Inadequate communication and team working skills are rated as one of the leading contributors to unanticipated patient deaths and illness within the UK (NPSA, 2007, NAO, 2005). As well as the significant personal cost associated with this skills deficit there is also a crippling financial cost to the NHS. The NHS pays out around £400 million a year in settlements of clinical negligence claims, and has a potential liability of around £2.4 billion for existing and expected claims (DOHEG, 2007). Of the 28,000 written complaints made about aspects of hospital treatment each year many could have been alleviated by more effective written and verbal communication(DOHEG, 2007). The impact of inadequate communication on unintended morbidity and mortality across health care systems in the USA is even more pronounced and has been well documented in the publication To Err is Human(Kohn et al., 2000).
There is therefore a strong social imperative for teachers to develop more creative and effective approaches to teaching communication skills.
Ours and others’ response to this has been investment in and application of full context mannequin and standardised patient simulation scenarios, occasional role play and multimedia resource development and reliance on more traditional didactic approaches to teaching.

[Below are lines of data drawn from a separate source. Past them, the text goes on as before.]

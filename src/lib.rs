pub mod api;
pub mod cli;
pub mod config;
pub mod db;
pub mod domain;
pub mod entities;
pub mod models;
pub mod pagination;
pub mod services;
pub mod state;

use anyhow::Context;
use tokio::signal;
use tracing::{error, info};
use tracing_subscriber::EnvFilter;

use cli::{Cli, Commands};
pub use config::Config;
use config::LogFormat;

fn init_tracing(config: &Config) {
    use tracing_subscriber::{layer::SubscriberExt, util::SubscriberInitExt};

    let env_filter = EnvFilter::try_from_default_env()
        .unwrap_or_else(|_| EnvFilter::new(&config.general.log_level));

    let json = config.general.log_format == LogFormat::Json;

    tracing_subscriber::registry()
        .with(env_filter)
        .with(json.then(|| tracing_subscriber::fmt::layer().json()))
        .with((!json).then(tracing_subscriber::fmt::layer))
        .init();
}

pub async fn run(cli: Cli, config: Config) -> anyhow::Result<()> {
    config.validate()?;
    init_tracing(&config);

    match cli.command.unwrap_or(Commands::Serve) {
        Commands::Serve => run_server(config).await,

        Commands::Init => {
            let path = cli.config.unwrap_or_else(Config::default_config_path);
            cli::cmd_init(&path)
        }

        Commands::Migrate => cli::cmd_migrate(&config).await,

        Commands::List { page, per_page } => cli::cmd_list_movies(&config, page, per_page).await,

        Commands::Show { id } => cli::cmd_show_movie(&config, id).await,

        Commands::Remove { id, yes } => cli::cmd_remove_movie(&config, id, yes).await,
    }
}

async fn run_server(config: Config) -> anyhow::Result<()> {
    info!(
        "Movie Catalog v{} starting...",
        env!("CARGO_PKG_VERSION")
    );

    let prometheus_handle = if config.observability.metrics_enabled {
        use metrics_exporter_prometheus::PrometheusBuilder;
        let handle = PrometheusBuilder::new()
            .install_recorder()
            .context("Failed to install Prometheus recorder")?;
        info!("Prometheus metrics recorder initialized");
        Some(handle)
    } else {
        None
    };

    let port = config.server.port;
    let base_path = config.server.base_path.clone();

    let api_state = api::create_app_state_from_config(config, prometheus_handle).await?;
    let app = api::router(api_state);

    let addr = format!("0.0.0.0:{port}");
    let listener = tokio::net::TcpListener::bind(&addr)
        .await
        .with_context(|| format!("Failed to bind {addr}"))?;

    info!("🌐 Web Server running at http://{}{}", addr, base_path);

    axum::serve(listener, app)
        .with_graceful_shutdown(shutdown_signal())
        .await?;

    info!("Server stopped");
    Ok(())
}

async fn shutdown_signal() {
    match signal::ctrl_c().await {
        Ok(()) => info!("Shutdown signal received"),
        Err(e) => error!("Error listening for shutdown: {}", e),
    }
}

Indeed the potential role that simulation may play in enhancing skills development within nursing was explored by the Nursing and Midwifery Council for England and Wales (NMC). In 2006 the NMC conducted a large scale study involving 13 universities that sought to explore whether different approaches to simulation learning could safely and effectively develop clinical skills in pre-registration nursing students. The study concluded that simulation encompassing a range of modalities could provide valuable and safe opportunities for skills development (NMC, 2007b). This report led to the NMC modifying their standards of proficiency by allowing full time undergraduate and diploma pre-registration nursing programme providers to use up to 300 hours of the practice component of their courses to provide clinical training within a simulated practice learning environment (NMC, 2007a) This ruling has led to increased interest in the use of simulation within nurse education in the UK and suggests that further investigations into the role that simulation may play within nursing are well merited.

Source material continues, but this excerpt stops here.